**REQUIREMENT:**
Examine the entries and show every line in which the word "derive" is found.

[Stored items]

------------

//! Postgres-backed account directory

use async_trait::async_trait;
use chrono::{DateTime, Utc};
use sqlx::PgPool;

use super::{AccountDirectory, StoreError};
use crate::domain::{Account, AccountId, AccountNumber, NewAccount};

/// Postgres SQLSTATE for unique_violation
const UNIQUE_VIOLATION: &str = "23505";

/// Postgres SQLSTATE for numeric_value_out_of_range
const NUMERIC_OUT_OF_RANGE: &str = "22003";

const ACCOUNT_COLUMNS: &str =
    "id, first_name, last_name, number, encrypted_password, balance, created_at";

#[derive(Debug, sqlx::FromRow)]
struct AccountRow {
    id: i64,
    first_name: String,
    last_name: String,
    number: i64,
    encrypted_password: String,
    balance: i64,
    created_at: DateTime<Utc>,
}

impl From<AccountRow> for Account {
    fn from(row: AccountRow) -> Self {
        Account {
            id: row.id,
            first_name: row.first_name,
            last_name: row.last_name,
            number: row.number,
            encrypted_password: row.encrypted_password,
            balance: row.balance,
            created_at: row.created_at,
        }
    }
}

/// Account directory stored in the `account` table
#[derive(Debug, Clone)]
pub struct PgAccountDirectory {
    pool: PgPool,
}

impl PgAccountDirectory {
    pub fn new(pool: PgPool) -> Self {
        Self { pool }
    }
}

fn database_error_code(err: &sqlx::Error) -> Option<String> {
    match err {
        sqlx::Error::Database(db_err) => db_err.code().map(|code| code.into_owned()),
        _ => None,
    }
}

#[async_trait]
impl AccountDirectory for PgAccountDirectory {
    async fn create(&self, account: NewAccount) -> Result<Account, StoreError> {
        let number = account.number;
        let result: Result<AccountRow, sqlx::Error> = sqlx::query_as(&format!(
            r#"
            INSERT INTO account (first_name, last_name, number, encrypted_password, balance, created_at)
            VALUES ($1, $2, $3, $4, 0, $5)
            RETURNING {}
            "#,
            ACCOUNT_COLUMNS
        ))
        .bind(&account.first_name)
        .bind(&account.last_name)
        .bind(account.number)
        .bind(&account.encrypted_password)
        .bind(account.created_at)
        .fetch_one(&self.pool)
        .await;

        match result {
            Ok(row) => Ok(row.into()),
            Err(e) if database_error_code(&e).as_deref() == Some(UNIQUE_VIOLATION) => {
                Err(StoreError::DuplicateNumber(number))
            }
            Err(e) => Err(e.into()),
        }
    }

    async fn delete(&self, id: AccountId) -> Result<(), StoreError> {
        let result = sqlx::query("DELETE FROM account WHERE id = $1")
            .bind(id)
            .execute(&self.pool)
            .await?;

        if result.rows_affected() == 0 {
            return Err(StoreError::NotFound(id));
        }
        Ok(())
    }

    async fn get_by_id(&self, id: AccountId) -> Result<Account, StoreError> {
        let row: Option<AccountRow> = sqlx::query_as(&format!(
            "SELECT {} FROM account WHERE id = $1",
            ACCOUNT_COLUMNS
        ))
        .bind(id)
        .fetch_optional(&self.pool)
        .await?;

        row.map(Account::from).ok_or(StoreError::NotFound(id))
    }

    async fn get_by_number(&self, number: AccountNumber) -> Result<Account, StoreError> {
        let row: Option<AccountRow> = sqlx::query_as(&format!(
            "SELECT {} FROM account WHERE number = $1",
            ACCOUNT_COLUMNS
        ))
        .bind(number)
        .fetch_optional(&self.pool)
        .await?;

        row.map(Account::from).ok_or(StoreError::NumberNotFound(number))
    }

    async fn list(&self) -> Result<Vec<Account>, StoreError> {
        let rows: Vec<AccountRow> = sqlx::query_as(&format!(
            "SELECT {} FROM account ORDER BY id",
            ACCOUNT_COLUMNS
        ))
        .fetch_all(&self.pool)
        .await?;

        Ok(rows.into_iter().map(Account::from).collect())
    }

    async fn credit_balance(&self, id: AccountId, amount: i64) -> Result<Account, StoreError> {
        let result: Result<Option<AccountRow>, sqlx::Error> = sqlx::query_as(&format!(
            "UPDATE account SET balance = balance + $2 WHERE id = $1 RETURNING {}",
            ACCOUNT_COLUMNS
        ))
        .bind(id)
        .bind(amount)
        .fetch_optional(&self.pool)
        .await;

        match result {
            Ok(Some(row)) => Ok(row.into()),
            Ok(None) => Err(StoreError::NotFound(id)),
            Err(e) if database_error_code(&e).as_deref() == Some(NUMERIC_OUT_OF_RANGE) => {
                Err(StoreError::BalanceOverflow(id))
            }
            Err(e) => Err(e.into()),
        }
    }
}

------------

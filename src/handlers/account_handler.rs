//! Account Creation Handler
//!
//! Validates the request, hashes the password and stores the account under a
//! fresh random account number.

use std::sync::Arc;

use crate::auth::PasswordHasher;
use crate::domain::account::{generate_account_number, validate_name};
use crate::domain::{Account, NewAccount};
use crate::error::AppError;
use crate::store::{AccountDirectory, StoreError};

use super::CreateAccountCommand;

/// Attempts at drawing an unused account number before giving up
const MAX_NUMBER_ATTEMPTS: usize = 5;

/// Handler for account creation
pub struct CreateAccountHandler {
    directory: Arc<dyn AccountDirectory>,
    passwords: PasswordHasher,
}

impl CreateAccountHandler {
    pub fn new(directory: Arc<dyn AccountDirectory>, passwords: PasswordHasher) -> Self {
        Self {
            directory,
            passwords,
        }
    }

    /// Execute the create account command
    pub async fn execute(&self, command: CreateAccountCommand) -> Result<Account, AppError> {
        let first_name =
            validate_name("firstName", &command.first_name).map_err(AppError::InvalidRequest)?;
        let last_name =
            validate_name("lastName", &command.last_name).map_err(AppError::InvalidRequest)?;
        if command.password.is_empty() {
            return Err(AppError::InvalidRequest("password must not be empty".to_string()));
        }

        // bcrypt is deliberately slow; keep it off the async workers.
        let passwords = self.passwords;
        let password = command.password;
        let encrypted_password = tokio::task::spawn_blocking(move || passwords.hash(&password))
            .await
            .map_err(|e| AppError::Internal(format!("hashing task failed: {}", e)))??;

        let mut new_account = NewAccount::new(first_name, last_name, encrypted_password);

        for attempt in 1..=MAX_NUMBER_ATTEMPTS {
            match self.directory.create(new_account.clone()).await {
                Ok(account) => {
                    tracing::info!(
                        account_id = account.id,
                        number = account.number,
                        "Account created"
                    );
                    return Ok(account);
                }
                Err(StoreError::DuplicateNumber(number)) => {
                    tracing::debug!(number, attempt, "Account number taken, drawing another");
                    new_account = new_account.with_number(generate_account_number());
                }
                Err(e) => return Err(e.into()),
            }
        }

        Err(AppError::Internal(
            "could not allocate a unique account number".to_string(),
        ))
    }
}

------------

**REPLY:**
#[derive(Debug, sqlx::FromRow)]
#[derive(Debug, Clone)]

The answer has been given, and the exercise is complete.